§ **MATERIAL PROVIDED**
================

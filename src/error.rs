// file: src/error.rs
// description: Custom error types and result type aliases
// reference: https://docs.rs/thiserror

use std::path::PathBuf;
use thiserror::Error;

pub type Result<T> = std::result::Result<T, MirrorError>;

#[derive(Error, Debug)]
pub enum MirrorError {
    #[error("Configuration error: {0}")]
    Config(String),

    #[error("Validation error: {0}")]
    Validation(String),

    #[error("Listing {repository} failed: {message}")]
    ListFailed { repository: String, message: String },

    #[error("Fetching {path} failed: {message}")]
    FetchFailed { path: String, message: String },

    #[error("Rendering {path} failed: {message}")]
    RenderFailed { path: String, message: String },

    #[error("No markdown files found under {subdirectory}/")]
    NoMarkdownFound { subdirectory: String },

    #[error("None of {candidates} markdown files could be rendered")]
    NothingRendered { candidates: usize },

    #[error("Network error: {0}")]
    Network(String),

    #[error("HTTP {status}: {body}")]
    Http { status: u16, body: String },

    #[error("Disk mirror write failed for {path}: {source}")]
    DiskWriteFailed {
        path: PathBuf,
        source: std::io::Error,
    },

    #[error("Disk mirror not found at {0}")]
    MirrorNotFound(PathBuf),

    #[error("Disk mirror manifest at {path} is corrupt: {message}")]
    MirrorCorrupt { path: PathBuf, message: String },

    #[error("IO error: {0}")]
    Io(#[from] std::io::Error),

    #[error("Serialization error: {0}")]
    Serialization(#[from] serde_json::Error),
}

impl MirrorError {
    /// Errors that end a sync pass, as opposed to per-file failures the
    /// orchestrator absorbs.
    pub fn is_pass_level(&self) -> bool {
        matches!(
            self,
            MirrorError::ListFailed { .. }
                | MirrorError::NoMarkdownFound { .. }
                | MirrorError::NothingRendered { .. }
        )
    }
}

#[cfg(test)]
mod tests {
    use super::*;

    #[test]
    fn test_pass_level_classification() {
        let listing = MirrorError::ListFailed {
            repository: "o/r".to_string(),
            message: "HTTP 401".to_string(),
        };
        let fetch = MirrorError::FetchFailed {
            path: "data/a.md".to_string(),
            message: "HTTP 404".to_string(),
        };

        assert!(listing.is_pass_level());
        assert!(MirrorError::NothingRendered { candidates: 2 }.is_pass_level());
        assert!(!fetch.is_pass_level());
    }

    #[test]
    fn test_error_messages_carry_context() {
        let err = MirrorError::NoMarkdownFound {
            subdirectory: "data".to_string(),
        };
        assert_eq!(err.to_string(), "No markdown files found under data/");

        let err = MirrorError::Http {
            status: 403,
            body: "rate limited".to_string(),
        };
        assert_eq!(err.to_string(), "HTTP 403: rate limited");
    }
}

================

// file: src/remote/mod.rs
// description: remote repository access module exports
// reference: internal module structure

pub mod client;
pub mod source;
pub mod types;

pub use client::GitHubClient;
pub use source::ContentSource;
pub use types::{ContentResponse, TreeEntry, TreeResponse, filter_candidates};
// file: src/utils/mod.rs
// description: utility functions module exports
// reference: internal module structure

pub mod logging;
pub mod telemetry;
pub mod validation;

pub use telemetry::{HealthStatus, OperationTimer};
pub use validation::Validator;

================

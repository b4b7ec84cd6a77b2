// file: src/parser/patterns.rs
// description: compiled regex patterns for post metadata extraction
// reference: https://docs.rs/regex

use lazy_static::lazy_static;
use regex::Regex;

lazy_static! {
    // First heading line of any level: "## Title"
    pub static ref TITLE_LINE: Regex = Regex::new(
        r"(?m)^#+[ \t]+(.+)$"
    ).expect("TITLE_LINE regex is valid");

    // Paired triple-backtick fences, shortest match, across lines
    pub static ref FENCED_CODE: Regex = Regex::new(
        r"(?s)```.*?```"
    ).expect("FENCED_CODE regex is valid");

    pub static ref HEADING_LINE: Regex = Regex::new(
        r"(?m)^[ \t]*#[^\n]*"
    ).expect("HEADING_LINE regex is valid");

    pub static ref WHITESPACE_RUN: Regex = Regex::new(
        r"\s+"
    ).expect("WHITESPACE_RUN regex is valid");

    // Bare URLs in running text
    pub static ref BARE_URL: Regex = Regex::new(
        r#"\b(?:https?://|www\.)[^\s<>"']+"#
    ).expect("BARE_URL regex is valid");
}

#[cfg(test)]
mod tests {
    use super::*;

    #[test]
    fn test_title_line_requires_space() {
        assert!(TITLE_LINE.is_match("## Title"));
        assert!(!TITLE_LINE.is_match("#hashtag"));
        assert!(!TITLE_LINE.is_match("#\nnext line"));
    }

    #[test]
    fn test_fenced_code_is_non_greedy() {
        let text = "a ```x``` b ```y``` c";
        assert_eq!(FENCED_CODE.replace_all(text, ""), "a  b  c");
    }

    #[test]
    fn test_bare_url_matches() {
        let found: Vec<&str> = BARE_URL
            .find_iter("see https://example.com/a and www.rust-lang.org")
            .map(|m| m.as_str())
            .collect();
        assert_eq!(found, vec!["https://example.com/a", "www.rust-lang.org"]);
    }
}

================

§ **ACTION ITEM**
Copy the lines above that hold the word "rate".

§ **ANSWER BOX**
            body: "rate limited".to_string(),
        assert_eq!(err.to_string(), "HTTP 403: rate limited");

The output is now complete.